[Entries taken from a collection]
◇ ◇ ◇ ◇

//! # Directory Watcher
//!
//! This crate provides polling-based change notification for a directory.
//! A watcher rescans its root on a fixed interval, diffs each pass against
//! the previous snapshot and fans batches of added/changed/deleted events
//! out to every subscriber. There is no OS notification integration; a
//! deliberate full rescan per tick behaves the same on every platform and
//! filesystem, at the cost of change latency up to one interval.
//!
//! ## Features
//!
//! - **Two traversal strategies**: a flat glob over the root's children,
//!   or a full recursive walk, chosen when the watcher starts
//! - **Snapshot diffing**: added/changed/deleted detection keyed on path
//!   and modification time
//! - **Observer fan-out**: non-blocking delivery to any number of
//!   subscriber channels
//! - **Idempotent lifecycle**: start, stop and restart freely, with the
//!   snapshot kept across gaps
//!
//! ## Example
//!
//! ```no_run
//! use std::time::Duration;
//!
//! use lookout_directory_watcher::{DirectoryWatcher, WatcherConfig};
//!
//! # async fn demo() -> lookout_directory_watcher::Result<()> {
//! let config = WatcherConfig::new()
//!     .with_interval(Duration::from_millis(500))
//!     .with_pattern("*.txt");
//! let mut watcher = DirectoryWatcher::with_config("/some/dir", config)?;
//!
//! let mut batches = watcher.subscribe().await;
//! watcher.start();
//!
//! while let Some(batch) = batches.recv().await {
//!     for event in batch.iter() {
//!         println!("{event}");
//!     }
//! }
//! # Ok(())
//! # }
//! ```

pub mod config;
pub mod error;
pub mod event;
pub mod scan;
pub mod snapshot;
pub mod watcher;

pub use config::{DEFAULT_INTERVAL, DEFAULT_PATTERN, WatcherConfig};
pub use error::{Result, WatchError};
pub use event::{ChangeEvent, ChangeKind, EventBatch, FileRecord};
pub use scan::{GlobScanner, ScanEntry, Scanner, WalkScanner};
pub use snapshot::Snapshot;
pub use watcher::{DirectoryWatcher, OBSERVER_BUFFER, WatcherStats};
//! Configuration types for the directory watcher.

use std::time::Duration;

use glob::Pattern;
use serde::{Deserialize, Serialize};

use crate::error::{Result, WatchError};

/// Default polling interval between scan passes.
pub const DEFAULT_INTERVAL: Duration = Duration::from_millis(2000);

/// Default file name pattern, matching every name.
pub const DEFAULT_PATTERN: &str = "*";

/// Configuration for a directory watcher.
///
/// All options are fixed when the watcher is built; there is no way to
/// reconfigure a live watcher other than building a new one.
#[derive(Debug, Clone, Serialize, Deserialize)]
pub struct WatcherConfig {
    /// Polling interval between scan passes.
    pub interval: Duration,

    /// Walk the whole subtree instead of listing the root's children.
    pub recursive: bool,

    /// Shell glob (`*`, `?`, `[...]`) applied to file names.
    pub pattern: String,

    /// Treat the first scan as a baseline: prime the snapshot without
    /// delivering its events.
    pub preload: bool,
}

impl Default for WatcherConfig {
    fn default() -> Self {
        Self {
            interval: DEFAULT_INTERVAL,
            recursive: false,
            pattern: DEFAULT_PATTERN.to_string(),
            preload: false,
        }
    }
}

impl WatcherConfig {
    /// Create a configuration with the default options.
    pub fn new() -> Self {
        Self::default()
    }

    /// Set the polling interval.
    pub fn with_interval(mut self, interval: Duration) -> Self {
        self.interval = interval;
        self
    }

    /// Set the file name pattern.
    pub fn with_pattern(mut self, pattern: impl Into<String>) -> Self {
        self.pattern = pattern.into();
        self
    }

    /// Walk the whole subtree under the root.
    pub fn recursive(mut self) -> Self {
        self.recursive = true;
        self
    }

    /// Suppress delivery of the first scan's events.
    pub fn preload(mut self) -> Self {
        self.preload = true;
        self
    }

    /// Validate the configuration and compile its pattern.
    ///
    /// Rejects a zero interval and a pattern that does not compile.
    pub fn validate(&self) -> Result<Pattern> {
        if self.interval.is_zero() {
            return Err(WatchError::Config(
                "interval must be greater than zero".to_string(),
            ));
        }

        Pattern::new(&self.pattern).map_err(|source| WatchError::InvalidPattern {
            pattern: self.pattern.clone(),
            source,
        })
    }
}

#[cfg(test)]
mod tests {
    #![allow(clippy::unwrap_used)]

    use super::*;
    use pretty_assertions::assert_eq;

    #[test]
    fn test_defaults() {
        let config = WatcherConfig::new();

        assert_eq!(config.interval, Duration::from_millis(2000));
        assert_eq!(config.pattern, "*");
        assert!(!config.recursive);
        assert!(!config.preload);
    }

    #[test]
    fn test_builder_sets_options() {
        let config = WatcherConfig::new()
            .with_interval(Duration::from_millis(250))
            .with_pattern("*.txt")
            .recursive()
            .preload();

        assert_eq!(config.interval, Duration::from_millis(250));
        assert_eq!(config.pattern, "*.txt");
        assert!(config.recursive);
        assert!(config.preload);
    }

    #[test]
    fn test_validate_compiles_pattern() {
        let pattern = WatcherConfig::new().with_pattern("*.rs").validate().unwrap();

        assert!(pattern.matches("main.rs"));
        assert!(!pattern.matches("main.go"));
    }

    #[test]
    fn test_validate_rejects_zero_interval() {
        let result = WatcherConfig::new()
            .with_interval(Duration::ZERO)
            .validate();

        assert!(matches!(result, Err(WatchError::Config(_))));
    }

    #[test]
    fn test_validate_rejects_malformed_pattern() {
        let result = WatcherConfig::new().with_pattern("[").validate();

        match result {
            Err(WatchError::InvalidPattern { pattern, .. }) => assert_eq!(pattern, "["),
            other => panic!("expected InvalidPattern, got {other:?}"),
        }
    }
}
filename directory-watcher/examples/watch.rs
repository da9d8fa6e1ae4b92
//! Watch a directory and print every change batch.
//!
//! Usage: cargo run -p lookout-directory-watcher --example watch -- [path]

use std::time::Duration;

use lookout_directory_watcher::{DirectoryWatcher, WatcherConfig};

#[tokio::main]
async fn main() -> Result<(), Box<dyn std::error::Error>> {
    // Initialize tracing for logs
    tracing_subscriber::fmt::init();

    let path = std::env::args().nth(1).unwrap_or_else(|| ".".to_string());

    let config = WatcherConfig::new()
        .with_interval(Duration::from_millis(500))
        .recursive()
        .preload();
    let mut watcher = DirectoryWatcher::with_config(&path, config)?;

    let mut batches = watcher.subscribe().await;
    watcher.start();

    println!("Watching {path} for changes, Ctrl-C to quit");
    while let Some(batch) = batches.recv().await {
        println!("{} changes at {}", batch.len(), batch.at.to_rfc3339());
        for event in batch.iter() {
            println!("  {event}");
        }
    }

    Ok(())
}
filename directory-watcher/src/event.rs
//! Change events produced by directory scans.

use std::fmt;
use std::fs::Metadata;
use std::path::PathBuf;

use chrono::{DateTime, Utc};
use serde::{Deserialize, Serialize};

/// Metadata remembered for each tracked file.
///
/// Identity is the path; this record only captures what a scan observed
/// about the file at that path.
#[derive(Debug, Clone, PartialEq, Eq, Serialize, Deserialize)]
pub struct FileRecord {
    /// Last modification time, when the filesystem reports one.
    pub modified: Option<DateTime<Utc>>,

    /// File size in bytes.
    pub size: u64,
}

impl FileRecord {
    /// Build a record from filesystem metadata.
    pub fn from_metadata(metadata: &Metadata) -> Self {
        Self {
            modified: metadata.modified().ok().map(DateTime::<Utc>::from),
            size: metadata.len(),
        }
    }

    /// Whether this record's modification time is strictly after `earlier`'s.
    ///
    /// Change detection rests on modification time alone: a tie, a
    /// regression, or a missing timestamp on either side all read as
    /// unchanged. Size is recorded but not consulted.
    pub fn modified_after(&self, earlier: &FileRecord) -> bool {
        match (self.modified, earlier.modified) {
            (Some(current), Some(previous)) => current > previous,
            _ => false,
        }
    }
}

/// What happened to a file between two scans.
#[derive(Debug, Clone, Copy, PartialEq, Eq, Serialize, Deserialize)]
#[serde(rename_all = "snake_case")]
pub enum ChangeKind {
    /// The file appeared since the previous scan.
    Added,

    /// The file's modification time moved forward.
    Changed,

    /// The file stopped matching the watch, by removal or by rename.
    Deleted,
}

impl fmt::Display for ChangeKind {
    fn fmt(&self, f: &mut fmt::Formatter<'_>) -> fmt::Result {
        let name = match self {
            ChangeKind::Added => "added",
            ChangeKind::Changed => "changed",
            ChangeKind::Deleted => "deleted",
        };
        f.write_str(name)
    }
}

/// A single file change observed by a scan.
#[derive(Debug, Clone, PartialEq, Eq, Serialize, Deserialize)]
pub struct ChangeEvent {
    /// The kind of change.
    pub kind: ChangeKind,

    /// Path to the affected file.
    pub path: PathBuf,

    /// The observed record for `Added` and `Changed`, the last-known
    /// record for `Deleted`.
    pub record: FileRecord,
}

impl ChangeEvent {
    /// Create an event for a newly discovered file.
    pub fn added(path: impl Into<PathBuf>, record: FileRecord) -> Self {
        Self {
            kind: ChangeKind::Added,
            path: path.into(),
            record,
        }
    }

    /// Create an event for a modified file.
    pub fn changed(path: impl Into<PathBuf>, record: FileRecord) -> Self {
        Self {
            kind: ChangeKind::Changed,
            path: path.into(),
            record,
        }
    }

    /// Create an event for a vanished file.
    pub fn deleted(path: impl Into<PathBuf>, record: FileRecord) -> Self {
        Self {
            kind: ChangeKind::Deleted,
            path: path.into(),
            record,
        }
    }
}

impl fmt::Display for ChangeEvent {
    fn fmt(&self, f: &mut fmt::Formatter<'_>) -> fmt::Result {
        write!(f, "{} {}", self.kind, self.path.display())
    }
}

/// Everything one scan pass observed, tagged with the pass start time.
#[derive(Debug, Clone, PartialEq, Eq, Serialize, Deserialize)]
pub struct EventBatch {
    /// When the scan producing these events began.
    pub at: DateTime<Utc>,

    /// Observed changes in discovery order, deletions appended last.
    pub events: Vec<ChangeEvent>,
}

impl EventBatch {
    /// Create a batch from one scan's events.
    pub fn new(at: DateTime<Utc>, events: Vec<ChangeEvent>) -> Self {
        Self { at, events }
    }

    /// Whether the scan observed no changes.
    ///
    /// Empty batches never reach observers.
    pub fn is_empty(&self) -> bool {
        self.events.is_empty()
    }

    /// Get the number of events.
    pub fn len(&self) -> usize {
        self.events.len()
    }

    /// Iterate over the events.
    pub fn iter(&self) -> impl Iterator<Item = &ChangeEvent> {
        self.events.iter()
    }
}
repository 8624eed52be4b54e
use crate::Error;

#[derive(Debug)]
pub(super) struct InvalidConnectionUrl {
    pub(super) message: Box<str>,
}

impl Error {
    pub fn invalid_connection_url(message: impl Into<String>) -> Error {
        Error::from(super::ErrorKind::InvalidConnectionUrl(
            InvalidConnectionUrl {
                message: message.into().into(),
            },
        ))
    }

    pub fn is_invalid_connection_url(&self) -> bool {
        matches!(self.kind(), super::ErrorKind::InvalidConnectionUrl(_))
    }
}

impl std::fmt::Display for InvalidConnectionUrl {
    fn fmt(&self, f: &mut std::fmt::Formatter<'_>) -> std::fmt::Result {
        write!(f, "invalid connection URL: {}", self.message)
    }
}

◇ ◇ ◇ ◇

- **Your task**:
Where in the records does the word "filesystem" appear? Copy each line that holds it.

- **Exercise output**:
//! filesystem, at the cost of change latency up to one interval.
    /// Last modification time, when the filesystem reports one.
    /// Build a record from filesystem metadata.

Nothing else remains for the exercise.